GIVEN INFORMATION.
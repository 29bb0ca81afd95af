//! Helper endpoints on the reserved pseudo-host.
//!
//! Pages served through the proxy reach these over their own scheme
//! (`//pywb.proxy/...`), so every response carries CORS headers:
//!
//! - `/proxy-fetch/<absolute-url>` fetches a URL live, bypassing the archive
//! - `/proxy-worker` serves the preservation worker script
//! - `/static/<asset>` serves the scripts the head insert references
//!
//! `OPTIONS` on any path is a successful preflight. Failed fetches are
//! answered here too, so the error still carries CORS headers.

use bytes::Bytes;
use http::header::{
    HeaderValue, ACCESS_CONTROL_ALLOW_CREDENTIALS, ACCESS_CONTROL_ALLOW_HEADERS,
    ACCESS_CONTROL_ALLOW_METHODS, ACCESS_CONTROL_ALLOW_ORIGIN, ACCESS_CONTROL_MAX_AGE,
    CONTENT_LENGTH, CONTENT_TYPE, ORIGIN, VARY,
};
use http::{HeaderMap, Method, Request, Response, StatusCode};

use crate::error::{ProxyError, Result};
use crate::inject::{
    strip_hop_by_hop, CorsPolicy, BANNER_SCRIPT, BANNER_STYLESHEET, PROXY_MODE_SCRIPT,
};
use crate::upstream::UpstreamClient;

const PROXY_FETCH_PREFIX: &str = "/proxy-fetch/";
const PROXY_WORKER_PATH: &str = "/proxy-worker";
const STATIC_PREFIX: &str = "/static/";

const JAVASCRIPT: &str = "application/javascript";

/// Preservation worker script.
pub const PROXY_WORKER_JS: &str = include_str!("../assets/proxy-worker.js");

const PROXY_MODE_JS: &str = include_str!("../assets/wombatProxyMode.js");
const BANNER_JS: &str = include_str!("../assets/default_banner.js");
const BANNER_CSS: &str = include_str!("../assets/default_banner.css");

/// Which helper a request addresses.
#[derive(Debug, Clone, PartialEq, Eq)]
pub enum HelperRoute {
    /// CORS preflight.
    Preflight,
    /// Live fetch of the contained URL.
    ProxyFetch(String),
    /// The worker script.
    ProxyWorker,
    /// A static asset.
    Static(String),
    /// Nothing here.
    Unknown,
}

impl HelperRoute {
    /// Classifies a request to the reserved host.
    pub fn classify(method: &Method, path_and_query: &str) -> Self {
        if method == Method::OPTIONS {
            return Self::Preflight;
        }

        if let Some(target) = path_and_query.strip_prefix(PROXY_FETCH_PREFIX) {
            return if target.is_empty() {
                Self::Unknown
            } else {
                Self::ProxyFetch(target.to_string())
            };
        }

        let path = path_and_query.split('?').next().unwrap_or(path_and_query);
        if path == PROXY_WORKER_PATH {
            return Self::ProxyWorker;
        }

        match path.strip_prefix(STATIC_PREFIX) {
            Some(name) if !name.is_empty() => Self::Static(name.to_string()),
            _ => Self::Unknown,
        }
    }
}

/// Serves the reserved host.
#[derive(Debug, Clone)]
pub struct HelperEndpoints {
    upstream: UpstreamClient,
}

impl HelperEndpoints {
    /// Creates the helper endpoints.
    pub fn new(upstream: UpstreamClient) -> Self {
        Self { upstream }
    }

    /// Handles one request to the reserved host.
    pub async fn handle(&self, req: &Request<Bytes>) -> Response<Bytes> {
        let path_and_query = req
            .uri()
            .path_and_query()
            .map(|pq| pq.as_str())
            .unwrap_or("/");
        let origin = req.headers().get(ORIGIN).cloned();

        let mut response = match HelperRoute::classify(req.method(), path_and_query) {
            HelperRoute::Preflight => preflight(),
            HelperRoute::ProxyFetch(target) => match self.proxy_fetch(req, &target).await {
                Ok(response) => response,
                Err(e) => {
                    if e.status().is_server_error() {
                        tracing::warn!("proxy-fetch {} failed: {}", target, e);
                    } else {
                        tracing::debug!("proxy-fetch {} rejected: {}", target, e);
                    }
                    e.to_response()
                }
            },
            HelperRoute::ProxyWorker => asset_response(JAVASCRIPT, PROXY_WORKER_JS),
            HelperRoute::Static(name) => match static_asset(&name) {
                Some((content_type, body)) => asset_response(content_type, body),
                None => not_found(),
            },
            HelperRoute::Unknown => not_found(),
        };

        apply_cors(
            response.headers_mut(),
            CorsPolicy::ReflectOrigin,
            origin.as_ref(),
        );
        response
    }

    async fn proxy_fetch(&self, req: &Request<Bytes>, target: &str) -> Result<Response<Bytes>> {
        if !(target.starts_with("http://") || target.starts_with("https://")) {
            return Err(ProxyError::BadRequest(format!(
                "proxy-fetch needs an absolute URL, got {:?}",
                target
            )));
        }

        let mut headers = req.headers().clone();
        headers.remove(ORIGIN);

        let upstream = self
            .upstream
            .fetch(req.method(), target, &headers, req.body().clone())
            .await?;
        let status = upstream.status();
        let mut out = strip_hop_by_hop(upstream.headers());
        let body = upstream
            .bytes()
            .await
            .map_err(|e| ProxyError::Upstream(format!("{}: {}", target, e)))?;

        // origin CORS headers are replaced by ours
        out.remove(ACCESS_CONTROL_ALLOW_ORIGIN);
        out.remove(ACCESS_CONTROL_ALLOW_CREDENTIALS);
        out.insert(CONTENT_LENGTH, HeaderValue::from(body.len()));

        tracing::debug!("proxy-fetch {} -> {}", target, status);

        let mut response = Response::new(body);
        *response.status_mut() = status;
        *response.headers_mut() = out;
        Ok(response)
    }
}

/// Adds CORS headers according to `policy`.
///
/// With `ReflectOrigin` the request `Origin` is echoed (credentials allowed),
/// or `*` when the request carried none.
pub fn apply_cors(headers: &mut HeaderMap, policy: CorsPolicy, origin: Option<&HeaderValue>) {
    if policy == CorsPolicy::None {
        return;
    }

    match origin {
        Some(origin) => {
            headers.insert(ACCESS_CONTROL_ALLOW_ORIGIN, origin.clone());
            headers.insert(
                ACCESS_CONTROL_ALLOW_CREDENTIALS,
                HeaderValue::from_static("true"),
            );
            headers.append(VARY, HeaderValue::from_static("Origin"));
        }
        None => {
            headers.insert(ACCESS_CONTROL_ALLOW_ORIGIN, HeaderValue::from_static("*"));
        }
    }
}

fn static_asset(name: &str) -> Option<(&'static str, &'static str)> {
    match name {
        PROXY_MODE_SCRIPT => Some((JAVASCRIPT, PROXY_MODE_JS)),
        BANNER_SCRIPT => Some((JAVASCRIPT, BANNER_JS)),
        BANNER_STYLESHEET => Some(("text/css", BANNER_CSS)),
        _ => None,
    }
}

fn preflight() -> Response<Bytes> {
    let mut response = Response::new(Bytes::new());
    let headers = response.headers_mut();
    headers.insert(
        ACCESS_CONTROL_ALLOW_METHODS,
        HeaderValue::from_static("GET, POST, PUT, OPTIONS, DELETE, PATCH, HEAD, TRACE, CONNECT"),
    );
    headers.insert(ACCESS_CONTROL_ALLOW_HEADERS, HeaderValue::from_static("*"));
    headers.insert(ACCESS_CONTROL_MAX_AGE, HeaderValue::from_static("1800"));
    headers.insert(CONTENT_LENGTH, HeaderValue::from(0));
    response
}

fn asset_response(content_type: &'static str, body: &'static str) -> Response<Bytes> {
    let mut response = Response::new(Bytes::from_static(body.as_bytes()));
    let headers = response.headers_mut();
    headers.insert(CONTENT_TYPE, HeaderValue::from_static(content_type));
    headers.insert(CONTENT_LENGTH, HeaderValue::from(body.len()));
    response
}

fn not_found() -> Response<Bytes> {
    let body = Bytes::from_static(b"Not Found");
    let mut response = Response::new(body.clone());
    *response.status_mut() = StatusCode::NOT_FOUND;
    response
        .headers_mut()
        .insert(CONTENT_TYPE, HeaderValue::from_static("text/plain; charset=utf-8"));
    response
        .headers_mut()
        .insert(CONTENT_LENGTH, HeaderValue::from(body.len()));
    response
}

WHAT YOU NEED TO DO. Exactly the lines running from the top of the records to the line that contains "pub const PROXY_WORKER_JS: &str", inclusive, must be set down, and nothing more.

ANSWER TO THE EXERCISE.
repository 29bb0ca81afd95af
//! Helper endpoints on the reserved pseudo-host.
//!
//! Pages served through the proxy reach these over their own scheme
//! (`//pywb.proxy/...`), so every response carries CORS headers:
//!
//! - `/proxy-fetch/<absolute-url>` fetches a URL live, bypassing the archive
//! - `/proxy-worker` serves the preservation worker script
//! - `/static/<asset>` serves the scripts the head insert references
//!
//! `OPTIONS` on any path is a successful preflight. Failed fetches are
//! answered here too, so the error still carries CORS headers.

use bytes::Bytes;
use http::header::{
    HeaderValue, ACCESS_CONTROL_ALLOW_CREDENTIALS, ACCESS_CONTROL_ALLOW_HEADERS,
    ACCESS_CONTROL_ALLOW_METHODS, ACCESS_CONTROL_ALLOW_ORIGIN, ACCESS_CONTROL_MAX_AGE,
    CONTENT_LENGTH, CONTENT_TYPE, ORIGIN, VARY,
};
use http::{HeaderMap, Method, Request, Response, StatusCode};

use crate::error::{ProxyError, Result};
use crate::inject::{
    strip_hop_by_hop, CorsPolicy, BANNER_SCRIPT, BANNER_STYLESHEET, PROXY_MODE_SCRIPT,
};
use crate::upstream::UpstreamClient;

const PROXY_FETCH_PREFIX: &str = "/proxy-fetch/";
const PROXY_WORKER_PATH: &str = "/proxy-worker";
const STATIC_PREFIX: &str = "/static/";

const JAVASCRIPT: &str = "application/javascript";

/// Preservation worker script.
pub const PROXY_WORKER_JS: &str = include_str!("../assets/proxy-worker.js");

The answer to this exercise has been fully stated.